[TASK MATERIAL — start]

use actix_web::web::{Data, Form, Json, Path, Query};
use actix_web::HttpResponse;
use chrono::Local;
use serde::{Deserialize, Serialize};
use serde_json::json;
use sqlx::pool::PoolConnection;
use sqlx::{query, query_as, query_scalar, QueryBuilder, Sqlite};

use crate::context::UserInfo;
use crate::db::{is_snapshot_conflict, is_unique_violation, DbPool};
use crate::error::Error;
use crate::forms::{EditPollForm, PollForm};
use crate::models::poll::{results, ChoiceCount, ChoiceResult, Poll};
use crate::request::PollsQuery;
use crate::response::{
    clamp_page, pages_for, redirect, redirect_with_notice, Notice, Page, DEFAULT_REDIRECT, PAGE_SIZE,
};

pub(crate) async fn fetch_poll(
    conn: &mut PoolConnection<Sqlite>,
    poll_id: i64,
) -> Result<Option<Poll>, Error> {
    let poll = query_as(
        "SELECT p.id, p.owner_id, u.username AS owner, p.text, p.pub_date, COUNT(v.id) AS num_votes
        FROM polls AS p
        JOIN users AS u ON p.owner_id = u.id
        LEFT JOIN votes AS v ON p.id = v.poll_id
        WHERE p.id = $1
        GROUP BY p.id, p.owner_id, u.username, p.text, p.pub_date",
    )
    .bind(poll_id)
    .fetch_optional(&mut *conn)
    .await?;
    Ok(poll)
}

pub async fn list(
    _user: UserInfo,
    Query(params): Query<PollsQuery>,
    db: Data<DbPool>,
) -> Result<Json<Page<Poll>>, Error> {
    let mut conn = db.acquire().await?;
    let mut total_query = QueryBuilder::new("SELECT COUNT(*) FROM polls WHERE 1 = 1");
    if let Some(term) = &params.search {
        total_query.push(" AND text LIKE ");
        total_query.push_bind(format!("%{}%", term));
    }
    let (total,): (i64,) = total_query.build_query_as().fetch_one(&mut conn).await?;
    let pages = pages_for(total);
    let page = clamp_page(params.requested_page(), pages);

    let mut list_query = QueryBuilder::new(
        "SELECT p.id, p.owner_id, u.username AS owner, p.text, p.pub_date, COUNT(v.id) AS num_votes
        FROM polls AS p
        JOIN users AS u ON p.owner_id = u.id
        LEFT JOIN votes AS v ON p.id = v.poll_id
        WHERE 1 = 1",
    );
    if let Some(term) = &params.search {
        list_query.push(" AND p.text LIKE ");
        list_query.push_bind(format!("%{}%", term));
    }
    list_query.push(" GROUP BY p.id, p.owner_id, u.username, p.text, p.pub_date");
    // later flags override earlier ones, so the strongest sort wins
    if params.num_votes.is_some() {
        list_query.push(" ORDER BY num_votes DESC");
    } else if params.pub_date.is_some() {
        list_query.push(" ORDER BY p.pub_date DESC");
    } else if params.text.is_some() {
        list_query.push(" ORDER BY p.text");
    } else {
        list_query.push(" ORDER BY p.id");
    }
    list_query.push(" LIMIT ");
    list_query.push_bind(PAGE_SIZE);
    list_query.push(" OFFSET ");
    list_query.push_bind((page - 1) * PAGE_SIZE);
    let polls: Vec<Poll> = list_query.build_query_as().fetch_all(&mut conn).await?;

    let search_term = params.search.clone().unwrap_or_default();
    Ok(Json(Page::new(polls, total, page, pages, params.params(), search_term)))
}

pub async fn add_form(_user: UserInfo) -> HttpResponse {
    HttpResponse::Ok().json(json!({}))
}

pub async fn create(
    user: UserInfo,
    Form(form): Form<PollForm>,
    db: Data<DbPool>,
) -> Result<HttpResponse, Error> {
    let new_poll = match form.validate() {
        Ok(new_poll) => new_poll,
        Err(errors) => return Ok(HttpResponse::BadRequest().json(errors)),
    };
    let mut tx = db.begin().await?;
    let (poll_id,): (i64,) = query_as("INSERT INTO polls (owner_id, text, pub_date) VALUES ($1, $2, $3) RETURNING id")
        .bind(user.id)
        .bind(&new_poll.text)
        .bind(Local::now().date_naive())
        .fetch_one(&mut tx)
        .await?;
    QueryBuilder::new("INSERT INTO choices (poll_id, choice_text) ")
        .push_values(new_poll.choices.iter(), |mut b, choice| {
            b.push_bind(poll_id);
            b.push_bind(choice.as_str());
        })
        .build()
        .execute(&mut tx)
        .await?;
    tx.commit().await?;
    Ok(redirect_with_notice(DEFAULT_REDIRECT, Notice::success("poll was added")))
}

#[derive(Debug, Serialize)]
pub struct PollDetail {
    pub poll: Poll,
    pub user_can_vote: bool,
    pub results: Vec<ChoiceResult>,
}

pub async fn detail(
    user: UserInfo,
    poll_id: Path<(i64,)>,
    db: Data<DbPool>,
) -> Result<Json<PollDetail>, Error> {
    let poll_id = poll_id.into_inner().0;
    let mut conn = db.acquire().await?;
    let poll = fetch_poll(&mut conn, poll_id).await?.ok_or(Error::NotFound("poll"))?;
    let counts: Vec<ChoiceCount> = query_as(
        "SELECT c.id, c.choice_text, COUNT(v.id) AS num_votes
        FROM choices AS c
        LEFT JOIN votes AS v ON c.id = v.choice_id
        WHERE c.poll_id = $1
        GROUP BY c.id, c.choice_text
        ORDER BY c.id",
    )
    .bind(poll_id)
    .fetch_all(&mut conn)
    .await?;
    let voted: bool = query_scalar("SELECT EXISTS(SELECT 1 FROM votes WHERE user_id = $1 AND poll_id = $2)")
        .bind(user.id)
        .bind(poll_id)
        .fetch_one(&mut conn)
        .await?;
    Ok(Json(PollDetail {
        poll,
        user_can_vote: !voted,
        results: results(&counts),
    }))
}

#[derive(Debug, Deserialize)]
pub struct VoteForm {
    #[serde(default)]
    pub choice: Option<String>,
}

// whether a failed insert lost the race to a ballot already on the ledger
async fn ballot_already_counted(
    conn: &mut PoolConnection<Sqlite>,
    err: &sqlx::Error,
    user_id: i64,
    poll_id: i64,
) -> Result<bool, Error> {
    if is_unique_violation(err) {
        return Ok(true);
    }
    if !is_snapshot_conflict(err) {
        return Ok(false);
    }
    let voted: bool = query_scalar("SELECT EXISTS(SELECT 1 FROM votes WHERE user_id = $1 AND poll_id = $2)")
        .bind(user_id)
        .bind(poll_id)
        .fetch_one(&mut *conn)
        .await?;
    Ok(voted)
}

pub async fn vote(
    user: UserInfo,
    poll_id: Path<(i64,)>,
    Form(form): Form<VoteForm>,
    db: Data<DbPool>,
) -> Result<HttpResponse, Error> {
    let poll_id = poll_id.into_inner().0;
    let detail_url = format!("/polls/{}", poll_id);
    let mut tx = db.begin().await?;
    let known: bool = query_scalar("SELECT EXISTS(SELECT 1 FROM polls WHERE id = $1)")
        .bind(poll_id)
        .fetch_one(&mut tx)
        .await?;
    if !known {
        return Err(Error::NotFound("poll"));
    }
    let voted: bool = query_scalar("SELECT EXISTS(SELECT 1 FROM votes WHERE user_id = $1 AND poll_id = $2)")
        .bind(user.id)
        .bind(poll_id)
        .fetch_one(&mut tx)
        .await?;
    if voted {
        return Ok(redirect_with_notice(
            &detail_url,
            Notice::error("sorry, you have already voted"),
        ));
    }
    let choice_id = match form.choice.as_deref().filter(|c| !c.is_empty()) {
        Some(raw) => raw
            .parse::<i64>()
            .map_err(|_| Error::BadRequest("choice must be an id".into()))?,
        None => {
            return Ok(redirect_with_notice(
                &detail_url,
                Notice::error("no choice was selected"),
            ))
        }
    };
    let known: bool = query_scalar("SELECT EXISTS(SELECT 1 FROM choices WHERE id = $1 AND poll_id = $2)")
        .bind(choice_id)
        .bind(poll_id)
        .fetch_one(&mut tx)
        .await?;
    if !known {
        return Err(Error::NotFound("choice"));
    }
    // the unique index backstops concurrent ballots, and a concurrent
    // commit can stale this transaction's snapshot before the insert
    // upgrades it to a write
    if let Err(e) = query("INSERT INTO votes (user_id, poll_id, choice_id) VALUES ($1, $2, $3)")
        .bind(user.id)
        .bind(poll_id)
        .bind(choice_id)
        .execute(&mut tx)
        .await
    {
        tx.rollback().await?;
        let mut conn = db.acquire().await?;
        if ballot_already_counted(&mut conn, &e, user.id, poll_id).await? {
            return Ok(redirect_with_notice(
                &detail_url,
                Notice::error("sorry, you have already voted"),
            ));
        }
        return Err(e.into());
    }
    tx.commit().await?;
    Ok(redirect(&detail_url))
}

pub async fn edit_form(
    user: UserInfo,
    poll_id: Path<(i64,)>,
    db: Data<DbPool>,
) -> Result<HttpResponse, Error> {
    let poll_id = poll_id.into_inner().0;
    let mut conn = db.acquire().await?;
    let poll = fetch_poll(&mut conn, poll_id).await?.ok_or(Error::NotFound("poll"))?;
    if poll.owner_id != user.id {
        return Ok(redirect(DEFAULT_REDIRECT));
    }
    Ok(HttpResponse::Ok().json(json!({ "poll": poll })))
}

pub async fn edit(
    user: UserInfo,
    poll_id: Path<(i64,)>,
    Form(form): Form<EditPollForm>,
    db: Data<DbPool>,
) -> Result<HttpResponse, Error> {
    let poll_id = poll_id.into_inner().0;
    let mut conn = db.acquire().await?;
    let poll = fetch_poll(&mut conn, poll_id).await?.ok_or(Error::NotFound("poll"))?;
    if poll.owner_id != user.id {
        return Ok(redirect(DEFAULT_REDIRECT));
    }
    let text = match form.validate() {
        Ok(text) => text,
        Err(errors) => return Ok(HttpResponse::BadRequest().json(errors)),
    };
    query("UPDATE polls SET text = $1 WHERE id = $2")
        .bind(&text)
        .bind(poll_id)
        .execute(&mut conn)
        .await?;
    Ok(redirect_with_notice(DEFAULT_REDIRECT, Notice::success("poll updated")))
}

pub async fn delete_form(
    user: UserInfo,
    poll_id: Path<(i64,)>,
    db: Data<DbPool>,
) -> Result<HttpResponse, Error> {
    let poll_id = poll_id.into_inner().0;
    let mut conn = db.acquire().await?;
    let poll = fetch_poll(&mut conn, poll_id).await?.ok_or(Error::NotFound("poll"))?;
    if poll.owner_id != user.id {
        return Ok(redirect(DEFAULT_REDIRECT));
    }
    Ok(HttpResponse::Ok().json(json!({ "poll": poll })))
}

pub async fn delete(
    user: UserInfo,
    poll_id: Path<(i64,)>,
    db: Data<DbPool>,
) -> Result<HttpResponse, Error> {
    let poll_id = poll_id.into_inner().0;
    let mut conn = db.acquire().await?;
    let poll = fetch_poll(&mut conn, poll_id).await?.ok_or(Error::NotFound("poll"))?;
    if poll.owner_id != user.id {
        return Ok(redirect(DEFAULT_REDIRECT));
    }
    query("DELETE FROM polls WHERE id = $1")
        .bind(poll_id)
        .execute(&mut conn)
        .await?;
    Ok(redirect_with_notice(DEFAULT_REDIRECT, Notice::success("poll deleted")))
}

[TASK MATERIAL — finish]

→ WHAT YOU SHOULD DO
Scan the records above for the word "GROUP" and return every line where it occurs.

→ ANSWER TO THIS PROBLEM
        GROUP BY p.id, p.owner_id, u.username, p.text, p.pub_date",
    list_query.push(" GROUP BY p.id, p.owner_id, u.username, p.text, p.pub_date");
        GROUP BY c.id, c.choice_text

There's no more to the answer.